When cruise ship owners held their convention in Miami earlier this month, one of their greatest concerns was the National Transportation Safety Board's moves to investigate cruise ship accidents -- no matter what flag the ships fly if they call at U.S. ports.

A letter to participants called the board's efforts "the most difficult challenge facing the cruise ship industry," and said "this trend has far-reaching implications that nobody in the cruise industry can afford to ignore."

So who did they ignore? James L. Kolstad, chairman of the National Transportation Safety Board.

In April, he had accepted an invitation to speak. His speech was being written. But on Sept. 21, six weeks before the event, the invitation was withdrawn.

Left on the program was a representative of the Coast Guard, which disagrees with the board's position. Replacing Kolstad was an attorney who is helping fight the board's efforts to increase its jurisdiction.

The board has become increasingly active on cruise ship safety, given that 80 percent of cruise ships operate out of U.S. ports. However, none of those ships fly the U.S. flag, meaning the board has no specific authority to investigate accidents once they leave territorial waters. The board has gone to court in an attempt to gain authority.

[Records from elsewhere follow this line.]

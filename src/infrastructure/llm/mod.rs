//! Clients for locally hosted model servers
//!
//! Two inference backends implement [`InferenceEngine`]:
//! - [`OllamaClient`] for `POST /api/generate`
//! - [`LlamaCppClient`] for the llama.cpp server's `POST /completion`
//!
//! Both check the prompt against the model's context window before sending
//! anything and never retry.

pub mod error;
pub mod llama_cpp;
pub mod ollama;
pub mod types;

use reqwest::Client;
use serde::de::DeserializeOwned;
use serde::Serialize;
use std::sync::Arc;
use std::time::Duration;

use crate::domain::errors::{RagError, RagResult};
use crate::domain::models::{InferenceBackend, ModelConfig, Prompt};
use crate::domain::ports::InferenceEngine;

pub use error::ServerError;
pub use llama_cpp::LlamaCppClient;
pub use ollama::OllamaClient;

/// Characters per token used for prompt size estimates
pub const CHARS_PER_TOKEN: usize = 4;

/// Estimate the number of tokens in a string using the chars/token heuristic
pub fn estimate_tokens(text: &str) -> usize {
    text.chars().count().div_ceil(CHARS_PER_TOKEN)
}

/// Fail with `PromptTooLong` when the prompt plus the generation budget
/// cannot fit in the context window. Returns the prompt's token estimate.
pub fn ensure_fits(prompt: &Prompt, config: &ModelConfig) -> RagResult<usize> {
    let estimated_tokens = estimate_tokens(prompt.as_str());
    let max_tokens = config.max_tokens as usize;

    if estimated_tokens + max_tokens > config.context_window {
        return Err(RagError::PromptTooLong {
            estimated_tokens,
            max_tokens,
            context_window: config.context_window,
        });
    }

    Ok(estimated_tokens)
}

/// Create the inference engine for the configured backend
pub fn create_engine(config: &ModelConfig) -> RagResult<Arc<dyn InferenceEngine>> {
    let engine: Arc<dyn InferenceEngine> = match config.backend {
        InferenceBackend::Ollama => Arc::new(OllamaClient::new()?),
        InferenceBackend::LlamaCpp => Arc::new(LlamaCppClient::new()?),
    };

    tracing::debug!(
        backend = engine.backend_id(),
        base_url = config.base_url(),
        model = %config.model_identifier,
        "inference engine created"
    );

    Ok(engine)
}

/// Shared HTTP client for local servers. Per-request timeouts are set by
/// callers.
pub(crate) fn http_client() -> RagResult<Client> {
    Client::builder()
        .pool_max_idle_per_host(2)
        .tcp_nodelay(true)
        .build()
        .map_err(|e| RagError::Config(format!("failed to build HTTP client: {e}")))
}

/// POST a JSON body and decode a JSON response
pub(crate) async fn post_json<B, R>(
    client: &Client,
    url: &str,
    body: &B,
    timeout: Duration,
) -> Result<R, ServerError>
where
    B: Serialize + ?Sized + Sync,
    R: DeserializeOwned,
{
    tracing::debug!("POST {}", url);

    let response = client
        .post(url)
        .timeout(timeout)
        .json(body)
        .send()
        .await
        .map_err(|e| ServerError::from_reqwest(&e, url, timeout))?;

    decode(response, url, timeout).await
}

/// GET a JSON response
pub(crate) async fn get_json<R: DeserializeOwned>(
    client: &Client,
    url: &str,
    timeout: Duration,
) -> Result<R, ServerError> {
    tracing::debug!("GET {}", url);

    let response = client
        .get(url)
        .timeout(timeout)
        .send()
        .await
        .map_err(|e| ServerError::from_reqwest(&e, url, timeout))?;

    decode(response, url, timeout).await
}

async fn decode<R: DeserializeOwned>(
    response: reqwest::Response,
    url: &str,
    timeout: Duration,
) -> Result<R, ServerError> {
    let status = response.status();

    if !status.is_success() {
        let body = response
            .text()
            .await
            .unwrap_or_else(|_| "Unable to read error body".to_string());
        tracing::warn!(%status, %body, "model server error");
        return Err(ServerError::from_status(status, body));
    }

    response
        .json::<R>()
        .await
        .map_err(|e| ServerError::from_reqwest(&e, url, timeout))
}
//! Text chunking domain models
//!
//! Models for splitting documents into bounded, overlapping chunks for embedding.
//! Sizes are counted in characters.

use serde::{Deserialize, Serialize};

/// Configuration for document chunking
#[derive(Debug, Clone, PartialEq, Eq, Serialize, Deserialize)]
#[serde(rename_all = "snake_case")]
pub struct ChunkingConfig {
    /// Maximum size of each chunk in characters
    #[serde(default = "default_chunk_size")]
    pub chunk_size: usize,

    /// Characters shared between consecutive chunks
    #[serde(default = "default_chunk_overlap")]
    pub chunk_overlap: usize,

    /// Preferred split points, tried in order
    #[serde(default = "default_separators")]
    pub separators: Vec<String>,

    /// Whether `separators` are regular expressions rather than literals
    #[serde(default)]
    pub is_separator_regex: bool,
}

const fn default_chunk_size() -> usize {
    100
}

const fn default_chunk_overlap() -> usize {
    20
}

fn default_separators() -> Vec<String> {
    vec!["\n\n".to_string(), "\n".to_string(), " ".to_string()]
}

impl Default for ChunkingConfig {
    fn default() -> Self {
        Self {
            chunk_size: default_chunk_size(),
            chunk_overlap: default_chunk_overlap(),
            separators: default_separators(),
            is_separator_regex: false,
        }
    }
}

impl ChunkingConfig {
    /// Validate the chunking configuration
    pub fn validate(&self) -> Result<(), String> {
        if self.chunk_size == 0 {
            return Err("chunk_size must be greater than 0".to_string());
        }

        if self.chunk_overlap >= self.chunk_size {
            return Err(format!(
                "chunk_overlap ({}) must be less than chunk_size ({})",
                self.chunk_overlap, self.chunk_size
            ));
        }

        Ok(())
    }
}

/// A chunk of text extracted from a document
#[derive(Debug, Clone, PartialEq, Serialize, Deserialize)]
pub struct Chunk {
    /// Unique identifier for this chunk
    pub id: String,

    /// ID of the parent document
    pub parent_id: String,

    /// The text content of this chunk
    pub content: String,

    /// Index of this chunk within the parent document (0-based)
    pub chunk_index: usize,

    /// Number of characters in this chunk
    pub char_count: usize,

    /// Metadata about this chunk
    #[serde(default)]
    pub metadata: ChunkMetadata,
}

impl Chunk {
    /// Create a new chunk
    pub fn new(parent_id: String, content: String, chunk_index: usize) -> Self {
        let id = format!("{parent_id}:chunk:{chunk_index}");
        let char_count = content.chars().count();

        Self {
            id,
            parent_id,
            content,
            chunk_index,
            char_count,
            metadata: ChunkMetadata::default(),
        }
    }

    /// Set metadata for this chunk
    pub fn with_metadata(mut self, metadata: ChunkMetadata) -> Self {
        self.metadata = metadata;
        self
    }

    /// Returns true if this is the first chunk
    pub fn is_first(&self) -> bool {
        self.chunk_index == 0
    }

    /// Get a preview of the content (first 100 chars)
    pub fn preview(&self) -> String {
        if self.char_count <= 100 {
            self.content.clone()
        } else {
            format!("{}...", self.content.chars().take(100).collect::<String>())
        }
    }
}

/// Metadata about a chunk
#[derive(Debug, Clone, Default, PartialEq, Eq, Serialize, Deserialize)]
pub struct ChunkMetadata {
    /// Start position in the source text (character offset)
    pub start_offset: Option<usize>,

    /// End position in the source text (character offset, exclusive)
    pub end_offset: Option<usize>,

    /// Page the chunk starts on, for paginated sources
    pub page: Option<u32>,

    /// Whether the chunk was cut at a separator rather than at `chunk_size`
    pub split_at_separator: bool,
}

impl ChunkMetadata {
    /// Create metadata with offsets
    pub fn with_offsets(start: usize, end: usize) -> Self {
        Self {
            start_offset: Some(start),
            end_offset: Some(end),
            ..Self::default()
        }
    }

    /// Mark as cut at a separator
    pub fn mark_separator(mut self) -> Self {
        self.split_at_separator = true;
        self
    }

    /// Set the page number
    pub fn with_page(mut self, page: Option<u32>) -> Self {
        self.page = page;
        self
    }
}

The only reason that the conference organizer, Marine Log of New York, a cruise ship industry newsletter, gave Kolstad was that "recent and crucial developments in the courts mean that we now have to devote a larger part of our program . . . to legal topics." A spokesman for Marine Log was out of town and could not be contacted, according to an aide at the organization.

Kolstad replied to Marine Log in a letter that began "Dear Friends," and stressed cooperation in enhancing cruise ship safety. He listed a number of the board's concerns, including: elimination of language barriers between crew and passengers, making life jackets available at all muster stations, and improving sprinkler systems and fire-fighting training.

"The participation of the safety board in accident investigations can only help strengthen your stated interest in safety," he said.

A board spokesman, Alan M. Pollock, said the canceled invitation only increases the board's determination. "The cruise ship lobbyists really shot themselves in the foot this time," he said.